You are mixing up a few concepts here.

  • The symmetric group $S_n$ is the group of permutations on $[n]=\{1,2,\dots,n\}$, i.e. $$S_n = \{ \varphi : [n]\to[n] \,|\, \text{$\varphi$ is bijective}\}.$$ The group operation on $S_n$ is given by composition of maps.
  • The group $\mathbb Z/n\mathbb Z$ consists of cosets of $n\mathbb Z$ in $\mathbb Z$, i.e. $$\mathbb Z/n\mathbb Z = \{ \overline 0, \overline 1, \dots,\overline{n-1} \},$$ where $\overline k = k + n\mathbb Z$. The group operation is induced by the addition on $\mathbb Z$, so $\overline k + \overline l = \overline{k+l}$.
  • An abelian group, is a group $(G,\bullet)$ where $g\bullet h=h\bullet g$ holds for all $g,h\in G$. In particular, there is not the abelian group, there are many!
  • Finite tuples of the form $(1,2,3,4),(0,1,0,0),\dots$ with integer entries, are elements of $\mathbb Z^n$, in this case $\mathbb Z^4$, which is the direct product $\mathbb Z\times\mathbb Z\times\mathbb Z\times\mathbb Z$ and is in no way related to $\mathbb Z/n\mathbb Z$, which consists of cosets, not tuples. The group operation on direct products is given component-wise, for example $$(1,2,3,4)+(0,1,0,0)=(1+0,2+1,3+0,4+0)=(1,3,3,4)$$ in $\mathbb Z^4$.
  • Infinite tuples $(1,2,3,4,5,\dots),(1,0,0,\dots),(0,1,0,0,\dots),\dots$ are elements of $\prod_{i=1}^\infty \mathbb Z$, which is the direct product of countably many copies of $\mathbb Z$.
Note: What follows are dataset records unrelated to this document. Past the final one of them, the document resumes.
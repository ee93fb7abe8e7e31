//! Device session management
//!
//! `DeviceSession` composes the channel, the protocol engine, and the
//! record decoders into the instrument lifecycle: discover → connect →
//! reset → set inputs → confirm → measure → read result → disconnect. The
//! GUI layer drives it through the public methods and consumes the
//! [`SessionEvent`]s it emits; the session never calls into any dialog
//! code and never writes files.

use std::fmt;
use std::io::{Read, Write};

use chrono::NaiveDateTime;
use serde::{Deserialize, Serialize};
use tracing::{debug, info};

use crate::data::measurement::{Attribute, Test, Value};
use crate::data::{body_composition, hearing, weight};
use crate::device::{DeviceDescriptor, DeviceKind};

use super::channel::{Channel, SerialChannel};
use super::engine::{EngineEvent, ProtocolEngine, SessionState};
use super::serial::{clear_buffers, configure_port, open_port};
use super::ProtocolError;

/// Measurement system confirmed on the instrument
#[derive(Debug, Clone, Copy, PartialEq, Eq, Serialize, Deserialize)]
#[serde(rename_all = "snake_case")]
pub enum UnitsSystem {
    /// Kilograms / centimetres
    Metric,
    /// Pounds / inches
    Imperial,
}

impl UnitsSystem {
    /// Mass unit label for decoded measurements
    pub fn mass_label(self) -> &'static str {
        match self {
            UnitsSystem::Metric => "kg",
            UnitsSystem::Imperial => "lb",
        }
    }

    /// Height unit label for decoded measurements
    pub fn height_label(self) -> &'static str {
        match self {
            UnitsSystem::Metric => "cm",
            UnitsSystem::Imperial => "in",
        }
    }

    /// The settable digit in the `set_measurement_system` command
    pub fn command_digit(self) -> &'static str {
        match self {
            UnitsSystem::Metric => "0",
            UnitsSystem::Imperial => "1",
        }
    }
}

impl fmt::Display for UnitsSystem {
    fn fmt(&self, f: &mut fmt::Formatter<'_>) -> fmt::Result {
        match self {
            UnitsSystem::Metric => write!(f, "metric"),
            UnitsSystem::Imperial => write!(f, "imperial"),
        }
    }
}

/// Subject gender as the analyzer encodes it
#[derive(Debug, Clone, Copy, PartialEq, Eq, Serialize, Deserialize)]
#[serde(rename_all = "snake_case")]
pub enum Gender {
    /// Encoded `1`
    Male,
    /// Encoded `2`
    Female,
}

/// Analyzer equation selection
#[derive(Debug, Clone, Copy, PartialEq, Eq, Serialize, Deserialize)]
#[serde(rename_all = "snake_case")]
pub enum BodyType {
    /// Encoded `0`
    Standard,
    /// Encoded `1`
    Athletic,
}

/// Operator inputs for a body-composition measurement
#[derive(Debug, Clone, Serialize, Deserialize)]
pub struct BodyCompositionInputs {
    /// Measurement system to configure on the analyzer
    pub units: UnitsSystem,
    /// Clothing allowance subtracted from the reading
    pub tare_weight: f64,
    /// Subject gender
    pub gender: Gender,
    /// Equation selection
    pub body_type: BodyType,
    /// Standing height (cm or in, per `units`)
    pub height: f64,
    /// Age in years (2-digit field on the wire)
    pub age: u8,
}

impl BodyCompositionInputs {
    /// The `set_*` command burst these inputs translate to, in protocol
    /// order. Zero-padded widths match the command template slots; an
    /// out-of-range value fails the template's exact-width check.
    pub fn setting_commands(&self) -> Vec<(&'static str, String)> {
        vec![
            (
                "set_measurement_system",
                self.units.command_digit().to_string(),
            ),
            ("set_tare_weight", format!("{:05.1}", self.tare_weight)),
            (
                "set_gender",
                match self.gender {
                    Gender::Male => "1".to_string(),
                    Gender::Female => "2".to_string(),
                },
            ),
            (
                "set_body_type",
                match self.body_type {
                    BodyType::Standard => "0".to_string(),
                    BodyType::Athletic => "1".to_string(),
                },
            ),
            ("set_height", format!("{:05.1}", self.height)),
            ("set_age", format!("{:02}", self.age)),
        ]
    }
}

/// Session configuration
#[derive(Debug, Clone, Serialize, Deserialize)]
pub struct SessionConfig {
    /// Serial port name
    pub port_name: String,
    /// Optional cap on `!`-rejection retries per command. The instruments'
    /// native behavior is unlimited retry; leave `None` to preserve it.
    pub retry_limit: Option<u32>,
}

impl Default for SessionConfig {
    fn default() -> Self {
        Self {
            port_name: String::new(),
            retry_limit: None,
        }
    }
}

/// Notifications crossing the boundary to the GUI layer
#[derive(Debug, Clone, PartialEq)]
pub enum SessionEvent {
    /// Lifecycle state changed
    StateChanged(SessionState),
    /// The session may be (re)connected
    CanConnect,
    /// All settings confirmed; measurement may be triggered
    CanMeasure,
    /// A valid result is ready for the output writer
    CanWrite,
    /// The test aggregate changed (new or updated result data)
    DataChanged,
    /// A measurement arrived but did not produce a valid test
    InvalidResult(String),
    /// Fatal fault; the channel has been torn down
    Error(String),
}

/// One instrument session: exclusive owner of the channel and the current
/// test aggregate for a connect/measure cycle.
pub struct DeviceSession {
    engine: ProtocolEngine,
    channel: Option<Box<dyn Channel>>,
    config: SessionConfig,
    test: Test,
    units: UnitsSystem,
    measured_at: Option<NaiveDateTime>,
}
All of the groups $\mathbb Z$, $\mathbb Z/n\mathbb Z$, $\mathbb Z^n$ and $\prod_{i=1}^\infty \mathbb Z$ are abelian, since the addition in $\mathbb Z$ is commutative.

The symmetric group $S_n$ is abelian only for $n=1,2$. As soon as you have at least 3 elements, you can define bijective maps like \begin{align} \sigma : [3] &\to [3] & \rho : [3] &\to [3]\\ 1 &\mapsto 2 & 1&\mapsto 1 \\ 2 &\mapsto 1 & 2&\mapsto 3 \\ 3 &\mapsto 3 & 3&\mapsto 2, \end{align} where $\sigma$ swaps $1$ and $2$ (often written $\sigma=(12)$, using cycle notation), and $\rho$ swaps $2$ and $3$ ($\rho=(23)$). I leave it to you to check that $\sigma\circ\rho \neq\rho\circ\sigma$. This shows that $S_n$ is not abelian when $n\ge 3$. In particular it is not isomorphic to any of the abelian groups mentioned above.

The only non-trivial abelian symmetric group is $S_2$, it is in fact isomorphic to $\mathbb Z/2\mathbb Z$, since there is only one possible group operation on a set with $2$ elements.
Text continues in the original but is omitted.